And then I remembered: Jesus didn’t exactly come into this world in the most traditional way. He was born to a mother who really didn’t understand how this all came about. He was raised by a man who trusted but, I suspect, often wondered. Were there other young women in her town bitter that she got pregnant? Had Elizabeth not had a miracle of her own, would she have resented Mary when she showed up at her front door with a swollen belly?

And then I remembered something else: In the end, this story was about Jesus, not about Mary. Yes, she played an important role, but she wasn’t the leading star. The story is about Jesus — about God With Us, about Love Come Down.

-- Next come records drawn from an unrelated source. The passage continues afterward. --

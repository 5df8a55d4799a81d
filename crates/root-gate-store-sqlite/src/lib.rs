// crates/root-gate-store-sqlite/src/lib.rs
// ============================================================================
// Module: SQLite Policy Store
// Description: Durable PolicyStore backend using SQLite.
// Purpose: Persist superuser decisions across broker restarts.
// Dependencies: root-gate-core, rusqlite
// ============================================================================

//! ## Overview
//! This crate provides a SQLite-backed [`PolicyStore`] implementation holding
//! one decision row per subject uid. It validates stored rows on read and
//! prunes timed decisions once their deadline passes. Security posture:
//! storage inputs are untrusted.
//!
//! [`PolicyStore`]: root_gate_core::PolicyStore

// ============================================================================
// SECTION: Modules
// ============================================================================

pub mod store;

// ============================================================================
// SECTION: Re-Exports
// ============================================================================

pub use store::SqlitePolicyStore;
pub use store::SqliteStoreConfig;
pub use store::SqliteStoreError;
pub use store::SqliteStoreMode;
pub use store::SqliteSyncMode;
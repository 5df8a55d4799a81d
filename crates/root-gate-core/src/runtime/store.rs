// crates/root-gate-core/src/runtime/store.rs
// ============================================================================
// Module: Root Gate In-Memory Store
// Description: Simple in-memory policy store for tests and embedding.
// Purpose: Provide a deterministic store implementation without external deps.
// Dependencies: crate::core, crate::interfaces
// ============================================================================

//! ## Overview
//! This module provides an in-memory implementation of [`PolicyStore`] with
//! the same upsert and pruning semantics as the durable `SQLite` store. It is
//! not intended for production use.

// ============================================================================
// SECTION: Imports
// ============================================================================

use std::collections::BTreeMap;
use std::sync::Arc;
use std::sync::Mutex;

use crate::core::Policy;
use crate::core::Uid;
use crate::interfaces::PolicyStore;
use crate::interfaces::StoreError;

// ============================================================================
// SECTION: In-Memory Store
// ============================================================================

/// In-memory policy store keyed by uid.
#[derive(Debug, Default, Clone)]
pub struct InMemoryPolicyStore {
    /// Policy map protected by a mutex.
    policies: Arc<Mutex<BTreeMap<Uid, Policy>>>,
}

impl InMemoryPolicyStore {
    /// Creates an empty in-memory policy store.
    #[must_use]
    pub fn new() -> Self {
        Self::default()
    }

    /// Locks the policy map.
    fn guard(&self) -> Result<std::sync::MutexGuard<'_, BTreeMap<Uid, Policy>>, StoreError> {
        self.policies
            .lock()
            .map_err(|_| StoreError::Store("policy store mutex poisoned".to_string()))
    }
}

impl PolicyStore for InMemoryPolicyStore {
    fn get(&self, uid: Uid) -> Result<Option<Policy>, StoreError> {
        Ok(self.guard()?.get(&uid).copied())
    }

    fn update(&self, policy: &Policy) -> Result<(), StoreError> {
        if !policy.is_persistent() {
            return Err(StoreError::Invalid(format!(
                "policy for uid {} is not persistent (until {})",
                policy.uid, policy.until
            )));
        }
        self.guard()?.insert(policy.uid, *policy);
        Ok(())
    }

    fn delete(&self, uid: Uid) -> Result<bool, StoreError> {
        Ok(self.guard()?.remove(&uid).is_some())
    }

    fn list(&self) -> Result<Vec<Policy>, StoreError> {
        Ok(self.guard()?.values().copied().collect())
    }

    fn prune_expired(&self, now_seconds: i64) -> Result<usize, StoreError> {
        let mut guard = self.guard()?;
        let before = guard.len();
        guard.retain(|_, policy| !(policy.until > 0 && policy.until <= now_seconds));
        Ok(before - guard.len())
    }
}
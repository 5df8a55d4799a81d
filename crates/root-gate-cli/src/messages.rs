// crates/root-gate-cli/src/messages.rs
// ============================================================================
// Module: CLI Message Table
// Description: Keyed English templates for every user-facing CLI string.
// Purpose: Keep operator-visible wording in one reviewable table.
// Dependencies: Standard library collections.
// ============================================================================

//! ## Overview
//! Every line the `root-gate` binary prints goes through the [`t!`](crate::t)
//! macro, which looks a dotted key up in [`MESSAGES`] and fills `{name}`
//! placeholders from named arguments.
//!
//! ## Invariants
//! - Keys are unique and grouped by command (`request.*`, `policy.*`, ...).
//! - An unknown key renders as the key itself, never as an empty line.
//! - Placeholders without a matching argument are left verbatim.

// ============================================================================
// SECTION: Imports
// ============================================================================

use std::collections::HashMap;
use std::sync::OnceLock;

// ============================================================================
// SECTION: Table
// ============================================================================

/// Message templates keyed by dotted message id.
pub const MESSAGES: &[(&str, &str)] = &[
    ("main.version", "root-gate {version}"),
    ("output.stream.stdout", "stdout"),
    ("output.stream.stderr", "stderr"),
    ("output.stream.unknown", "output"),
    ("output.write_failed", "Failed to write to {stream}: {error}"),
    ("output.json_failed", "Failed to serialize output: {error}"),
    ("config.load_failed", "Failed to load config: {error}"),
    ("config.validate.ok", "Config valid."),
    ("store.open_failed", "Failed to open policy store: {error}"),
    (
        "store.memory_unsupported",
        "The configured policy store is in-memory; pass --store-path or configure \
         store.type = \"sqlite\".",
    ),
    ("audit.open_failed", "Failed to open audit log {path}: {error}"),
    ("broker.init_failed", "Failed to initialize broker: {error}"),
    ("request.failed", "Request handling failed: {error}"),
    ("request.prompt", "Grant superuser access to {subject} (uid {uid})? [y/N]"),
    ("request.prompt_failed", "Failed to read a decision from stdin: {error}"),
    ("request.outcome.rejected", "Request rejected: {reason}"),
    ("request.outcome.self_blocked", "Request from {package} blocked; uninstall requested."),
    (
        "request.outcome.decided",
        "Decision {action} for uid {uid} (until {until}, delivered {delivered}, persisted \
         {persisted}).",
    ),
    ("policy.list.failed", "Failed to list policies: {error}"),
    ("policy.list.header", "Stored policies: {count}"),
    ("policy.list.entry", "uid {uid}: {action} (until {until})"),
    ("policy.get.failed", "Failed to read policy: {error}"),
    ("policy.get.not_found", "No policy stored for uid {uid}."),
    ("policy.revoke.failed", "Failed to revoke policy: {error}"),
    ("policy.revoke.done", "Revoked policy for uid {uid}: {removed}"),
    ("policy.prune.failed", "Failed to prune policies: {error}"),
    ("policy.prune.done", "Pruned {count} expired policies."),
];

/// Returns the template for `key`, if the table has one.
#[must_use]
pub fn template(key: &str) -> Option<&'static str> {
    static TABLE: OnceLock<HashMap<&'static str, &'static str>> = OnceLock::new();
    TABLE.get_or_init(|| MESSAGES.iter().copied().collect()).get(key).copied()
}

// ============================================================================
// SECTION: Rendering
// ============================================================================

/// A named value substituted into a template by the [`macro@crate::t`] macro.
#[derive(Debug, Clone, PartialEq, Eq)]
pub struct MessageArg {
    /// Placeholder name without braces (for example, `uid`).
    pub key: &'static str,
    /// Display text substituted for the placeholder.
    pub value: String,
}

impl MessageArg {
    /// Constructs a new [`MessageArg`].
    pub fn new(key: &'static str, value: impl Into<String>) -> Self {
        Self {
            key,
            value: value.into(),
        }
    }
}

/// Renders `key` with `args` substituted, falling back to the key itself.
#[must_use]
pub fn render(key: &str, args: Vec<MessageArg>) -> String {
    let mut message = template(key).unwrap_or(key).to_string();
    for arg in args {
        message = message.replace(&format!("{{{}}}", arg.key), &arg.value);
    }
    message
}

// ============================================================================
// SECTION: Macro
// ============================================================================

/// Renders a message from the table with named placeholder arguments.
///
/// ```
/// let line = root_gate_cli::t!("policy.get.not_found", uid = 10_123);
/// assert_eq!(line, "No policy stored for uid 10123.");
/// ```
#[macro_export]
macro_rules! t {
    ($key:literal $(, $name:ident = $value:expr )* $(,)?) => {{
        let args = ::std::vec![
            $(
                $crate::messages::MessageArg::new(stringify!($name), $value.to_string()),
            )*
        ];
        $crate::messages::render($key, args)
    }};
}
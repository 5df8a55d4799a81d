// crates/root-gate-broker/src/lib.rs
// ============================================================================
// Module: Root Gate Broker Library
// Description: Superuser request broker, decision channel, and audit sinks.
// Purpose: Decide elevated-privilege requests and deliver the answer once.
// Dependencies: root-gate-core, serde, serde_json, thiserror, tokio
// ============================================================================

//! ## Overview
//! Root Gate Broker services superuser requests: it resolves the caller's
//! identity, blocks requests from its own package, applies the configured
//! auto-response, and commits decisions through a write-once
//! [`DecisionChannel`].
//! Invariants:
//! - Exactly one 4-byte big-endian action code is written per channel, or none.
//! - Every opened channel is closed exactly once.
//! - Policies are persisted only after the channel write was attempted.
//!
//! Security posture: request descriptors, channel paths, and package metadata
//! are untrusted; expected failures fail the single request closed.

// ============================================================================
// SECTION: Modules
// ============================================================================

pub mod audit;
pub mod broker;
pub mod channel;
pub mod command;

// ============================================================================
// SECTION: Re-Exports
// ============================================================================

pub use audit::BrokerAuditEvent;
pub use audit::BrokerAuditSink;
pub use audit::BrokerEventKind;
pub use audit::FileAuditSink;
pub use audit::NoopAuditSink;
pub use audit::StderrAuditSink;
pub use broker::BrokerConfig;
pub use broker::BrokerError;
pub use broker::DecisionReceipt;
pub use broker::PendingRequest;
pub use broker::RequestBroker;
pub use broker::RequestBrokerBuilder;
pub use broker::RequestFailure;
pub use broker::StartOutcome;
pub use channel::ChannelError;
pub use channel::ChannelState;
pub use channel::DecisionChannel;
pub use channel::FifoOpener;
pub use channel::WriterTransport;
pub use command::ShellCommandRunner;
pub use command::uninstall_command;
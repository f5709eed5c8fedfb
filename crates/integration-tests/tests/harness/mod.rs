#![allow(dead_code)]

pub mod mock_openai;
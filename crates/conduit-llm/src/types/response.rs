use serde::{Deserialize, Serialize};

/// Reason the model stopped generating
#[derive(Debug, Clone, Copy, PartialEq, Eq, Hash, Serialize, Deserialize)]
#[serde(rename_all = "snake_case")]
pub enum FinishReason {
    /// Natural end of generation
    Stop,
    /// Hit the token limit
    Length,
    /// Content was filtered by safety systems
    ContentFilter,
    /// Model decided to call a tool
    ToolCalls,
    /// Model refused the request
    Refusal,
    /// Provider reported a reason this crate does not know
    Unknown,
}

impl FinishReason {
    pub const fn as_str(self) -> &'static str {
        match self {
            Self::Stop => "stop",
            Self::Length => "length",
            Self::ContentFilter => "content_filter",
            Self::ToolCalls => "tool_calls",
            Self::Refusal => "refusal",
            Self::Unknown => "unknown",
        }
    }
}

/// Token usage statistics
#[derive(Debug, Clone, Copy, Default, PartialEq, Eq, Serialize, Deserialize)]
pub struct Usage {
    /// Tokens consumed by the prompt
    pub prompt_tokens: u32,
    /// Tokens generated in the completion
    pub completion_tokens: u32,
}

impl Usage {
    pub const fn total_tokens(&self) -> u32 {
        self.prompt_tokens.saturating_add(self.completion_tokens)
    }
}

/// Metadata filled in while a response streams
///
/// Usage is overwritten with every report (providers send running totals).
/// The finish reason follows the latest terminal signal, except that a
/// refusal always wins.
#[derive(Debug, Clone, Default, PartialEq, Eq, Serialize, Deserialize)]
pub struct ResponseMetadata {
    /// Why generation stopped, once known
    pub finish_reason: Option<FinishReason>,
    /// Token usage reported so far
    pub usage: Usage,
}
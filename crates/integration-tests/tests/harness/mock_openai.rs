//! Mock `OpenAI` chat completions server for integration tests
//!
//! Replies to every request with a scripted SSE body (or an error) and
//! records what it received.

use std::net::SocketAddr;
use std::sync::{Arc, Mutex};

use axum::extract::State;
use axum::http::header::{AUTHORIZATION, CONTENT_TYPE};
use axum::http::{HeaderMap, StatusCode};
use axum::response::{IntoResponse, Response};
use axum::{Json, Router, routing};
use serde_json::{Value, json};
use tokio_util::sync::CancellationToken;
use url::Url;

/// End-of-stream sentinel
pub const DONE: &str = "[DONE]";

/// What the mock answers with
#[derive(Debug, Clone)]
pub enum Reply {
    /// `data:` payloads streamed as `text/event-stream`
    Events(Vec<String>),
    /// Non-2xx status with a JSON body
    Error(StatusCode, Value),
}

/// A request the mock received
#[derive(Debug, Clone)]
pub struct RecordedRequest {
    pub authorization: Option<String>,
    pub body: Value,
}

struct MockState {
    reply: Reply,
    requests: Mutex<Vec<RecordedRequest>>,
}

/// Mock `OpenAI` backend
pub struct MockOpenAi {
    addr: SocketAddr,
    shutdown: CancellationToken,
    state: Arc<MockState>,
}

impl MockOpenAi {
    /// Start the mock server, returning immediately
    pub async fn start(reply: Reply) -> anyhow::Result<Self> {
        let state = Arc::new(MockState {
            reply,
            requests: Mutex::new(Vec::new()),
        });

        let app = Router::new()
            .route("/v1/chat/completions", routing::post(handle_chat_completions))
            .with_state(Arc::clone(&state));

        let listener = tokio::net::TcpListener::bind("127.0.0.1:0").await?;
        let addr = listener.local_addr()?;
        let shutdown = CancellationToken::new();
        let shutdown_clone = shutdown.clone();

        tokio::spawn(async move {
            axum::serve(listener, app)
                .with_graceful_shutdown(async move {
                    shutdown_clone.cancelled().await;
                })
                .await
                .ok();
        });

        Ok(Self { addr, shutdown, state })
    }

    /// Start a mock streaming the given events
    pub async fn streaming(events: Vec<String>) -> anyhow::Result<Self> {
        Self::start(Reply::Events(events)).await
    }

    /// Base URL including `/v1`, without a trailing slash
    pub fn base_url(&self) -> Url {
        Url::parse(&format!("http://{}/v1", self.addr)).unwrap()
    }

    /// Requests received so far
    pub fn requests(&self) -> Vec<RecordedRequest> {
        self.state.requests.lock().unwrap().clone()
    }

    /// Number of requests received so far
    pub fn request_count(&self) -> usize {
        self.state.requests.lock().unwrap().len()
    }
}

impl Drop for MockOpenAi {
    fn drop(&mut self) {
        self.shutdown.cancel();
    }
}

async fn handle_chat_completions(
    State(state): State<Arc<MockState>>,
    headers: HeaderMap,
    Json(body): Json<Value>,
) -> Response {
    let authorization = headers
        .get(AUTHORIZATION)
        .and_then(|v| v.to_str().ok())
        .map(str::to_owned);

    state
        .requests
        .lock()
        .unwrap()
        .push(RecordedRequest { authorization, body });

    match &state.reply {
        Reply::Events(events) => {
            let body: String = events.iter().map(|data| format!("data: {data}\n\n")).collect();
            ([(CONTENT_TYPE, "text/event-stream")], body).into_response()
        }
        Reply::Error(status, body) => (*status, Json(body.clone())).into_response(),
    }
}

// -- Chunk builders --

fn chunk(delta: Value, finish_reason: Option<&str>) -> String {
    json!({
        "id": "chatcmpl-mock",
        "object": "chat.completion.chunk",
        "created": 1_700_000_000,
        "model": "gpt-4o-mini",
        "choices": [{"index": 0, "delta": delta, "finish_reason": finish_reason}],
        "usage": null
    })
    .to_string()
}

/// First chunk of every response: role plus empty content
pub fn role_chunk() -> String {
    chunk(json!({"role": "assistant", "content": ""}), None)
}

pub fn text_chunk(content: &str) -> String {
    chunk(json!({"content": content}), None)
}

pub fn refusal_chunk(refusal: &str) -> String {
    chunk(json!({"refusal": refusal}), None)
}

/// Tool call fragment; `id` and `name` only appear on the first fragment
pub fn tool_chunk(index: u32, id: Option<&str>, name: Option<&str>, arguments: &str) -> String {
    let mut function = json!({"arguments": arguments});
    let mut call = json!({"index": index});

    if let Some(name) = name {
        function["name"] = json!(name);
    }
    if let Some(id) = id {
        call["id"] = json!(id);
        call["type"] = json!("function");
    }
    call["function"] = function;

    chunk(json!({"content": null, "tool_calls": [call]}), None)
}

pub fn finish_chunk(reason: &str) -> String {
    chunk(json!({}), Some(reason))
}

/// Trailing usage report sent when `stream_options.include_usage` is set
pub fn usage_chunk(prompt_tokens: u32, completion_tokens: u32) -> String {
    json!({
        "id": "chatcmpl-mock",
        "object": "chat.completion.chunk",
        "created": 1_700_000_000,
        "model": "gpt-4o-mini",
        "choices": [],
        "usage": {
            "prompt_tokens": prompt_tokens,
            "completion_tokens": completion_tokens,
            "total_tokens": prompt_tokens + completion_tokens
        }
    })
    .to_string()
}
//! Telemetry for Conduit
//!
//! Installs a `tracing` subscriber that logs to stderr and, when an exporter
//! is configured, ships spans to an OTLP collector.

mod metadata;

use conduit_config::TelemetryConfig;
use conduit_config::telemetry::exporters::{ExportProtocol, ExporterConfig};
use opentelemetry::global;
use opentelemetry::trace::TracerProvider as _;
use opentelemetry_otlp::{WithExportConfig, WithHttpConfig};
use opentelemetry_sdk::trace::{Sampler, SdkTracerProvider};
use tracing_subscriber::{EnvFilter, Layer, Registry, layer::SubscriberExt, util::SubscriberInitExt};

/// Instrumentation scope reported for every exported span
const TRACER_NAME: &str = "conduit";

/// Keeps the span exporter alive; flushes and shuts it down on drop
#[must_use = "dropping the guard shuts down span export"]
pub struct TelemetryGuard {
    tracer_provider: Option<SdkTracerProvider>,
}

impl TelemetryGuard {
    /// Whether spans are exported over OTLP
    pub const fn is_exporting(&self) -> bool {
        self.tracer_provider.is_some()
    }
}

impl Drop for TelemetryGuard {
    fn drop(&mut self) {
        if let Some(provider) = self.tracer_provider.take()
            && let Err(e) = provider.shutdown()
        {
            eprintln!("failed to shutdown tracer provider: {e}");
        }
    }
}

/// Initialize telemetry from configuration
///
/// `log_filter` uses `EnvFilter` directive syntax; an invalid filter falls
/// back to `info`. The returned guard must be held for the lifetime of the
/// application.
///
/// # Errors
///
/// Returns an error if the OTLP exporter cannot be built
pub fn init(config: Option<&TelemetryConfig>, log_filter: &str) -> anyhow::Result<TelemetryGuard> {
    let filter = EnvFilter::try_new(log_filter).unwrap_or_else(|_| EnvFilter::new("info"));

    let fmt_layer = tracing_subscriber::fmt::layer()
        .with_writer(std::io::stderr)
        .with_target(true)
        .with_thread_ids(false)
        .with_file(false)
        .with_line_number(false);

    let mut layers: Vec<Box<dyn Layer<Registry> + Send + Sync>> = vec![fmt_layer.boxed()];
    let mut guard = TelemetryGuard { tracer_provider: None };

    if let Some(telemetry_config) = config
        && let Some(exporter_config) = telemetry_config.trace_exporter()
    {
        let tracer_provider = init_tracer(telemetry_config, exporter_config)?;
        let tracer = tracer_provider.tracer(TRACER_NAME);
        layers.push(tracing_opentelemetry::layer().with_tracer(tracer).boxed());

        global::set_tracer_provider(tracer_provider.clone());
        guard.tracer_provider = Some(tracer_provider);
    }

    tracing_subscriber::registry().with(layers).with(filter).init();

    Ok(guard)
}

/// Build the tracer provider exporting through `exporter_config`
fn init_tracer(config: &TelemetryConfig, exporter_config: &ExporterConfig) -> anyhow::Result<SdkTracerProvider> {
    let exporter = build_span_exporter(exporter_config)?;

    Ok(SdkTracerProvider::builder()
        .with_resource(metadata::build_resource(config))
        .with_sampler(sampler(config))
        .with_batch_exporter(exporter)
        .build())
}

fn sampler(config: &TelemetryConfig) -> Sampler {
    let sampling_rate = config.tracing.as_ref().map_or(1.0, |t| t.sampling_rate);

    let sampler = if sampling_rate >= 1.0 {
        Sampler::AlwaysOn
    } else if sampling_rate <= 0.0 {
        Sampler::AlwaysOff
    } else {
        Sampler::TraceIdRatioBased(sampling_rate)
    };

    if config.tracing.as_ref().is_none_or(|t| t.parent_based) {
        Sampler::ParentBased(Box::new(sampler))
    } else {
        sampler
    }
}

/// Build OTLP span exporter based on protocol
fn build_span_exporter(config: &ExporterConfig) -> anyhow::Result<opentelemetry_otlp::SpanExporter> {
    use opentelemetry_otlp::SpanExporter;

    let exporter = match config.protocol {
        ExportProtocol::Grpc => SpanExporter::builder()
            .with_tonic()
            .with_endpoint(config.endpoint.as_str())
            .build()
            .map_err(|e| anyhow::anyhow!("failed to build gRPC span exporter: {e}"))?,
        ExportProtocol::HttpProto => SpanExporter::builder()
            .with_http()
            .with_endpoint(config.endpoint.as_str())
            .with_headers(config.headers.clone())
            .build()
            .map_err(|e| anyhow::anyhow!("failed to build HTTP span exporter: {e}"))?,
    };

    Ok(exporter)
}

#[cfg(test)]
mod tests {
    use conduit_config::telemetry::tracing::TracingConfig;

    use super::*;

    fn config_with_tracing(sampling_rate: f64, parent_based: bool) -> TelemetryConfig {
        TelemetryConfig {
            tracing: Some(TracingConfig {
                sampling_rate,
                parent_based,
                exporter: None,
            }),
            ..TelemetryConfig::default()
        }
    }

    #[test]
    fn sampler_defaults_to_parent_based_always_on() {
        let sampler = sampler(&TelemetryConfig::default());
        assert!(matches!(sampler, Sampler::ParentBased(_)));
    }

    #[test]
    fn sampler_uses_ratio_between_bounds() {
        let sampler = sampler(&config_with_tracing(0.5, false));
        assert!(matches!(sampler, Sampler::TraceIdRatioBased(rate) if (rate - 0.5).abs() < f64::EPSILON));
    }

    #[test]
    fn sampler_clamps_to_always_off() {
        let sampler = sampler(&config_with_tracing(0.0, false));
        assert!(matches!(sampler, Sampler::AlwaysOff));
    }
}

Perhaps my focus has been on the wrong person, on the mother instead of the child.

So, for days I’ve been trying to figure out where we’d go to church. None of the solutions felt right. But going to my church didn’t feel right either. I felt stuck and confused, but also really needing to be in a sacred space with music and candles on Christmas Eve. I need to be holding a candle during Silent Night — I need to raise that candle and watch the Light Overcome the Darkness during Joy to the World.

Yesterday after church a former youth, a high school senior, asked if I was coming to the Christmas Eve service. I said probably not and her faced dropped a bit as she said, I’m going to be Mary! Then, as I was leaving the building another former youth, now in his mid-20s, asked if I would be there the next night… maybe.

Their Christmas won’t be ruined if I don’t show up tonight, but I was reminded of the importance of our relationships in those short conversations. I was reminded of the role I’ve played in their lives and them in mine. I was reminded that a short Nativity scene reenactment is only a small part of the service. I was reminded that it’s not always about me…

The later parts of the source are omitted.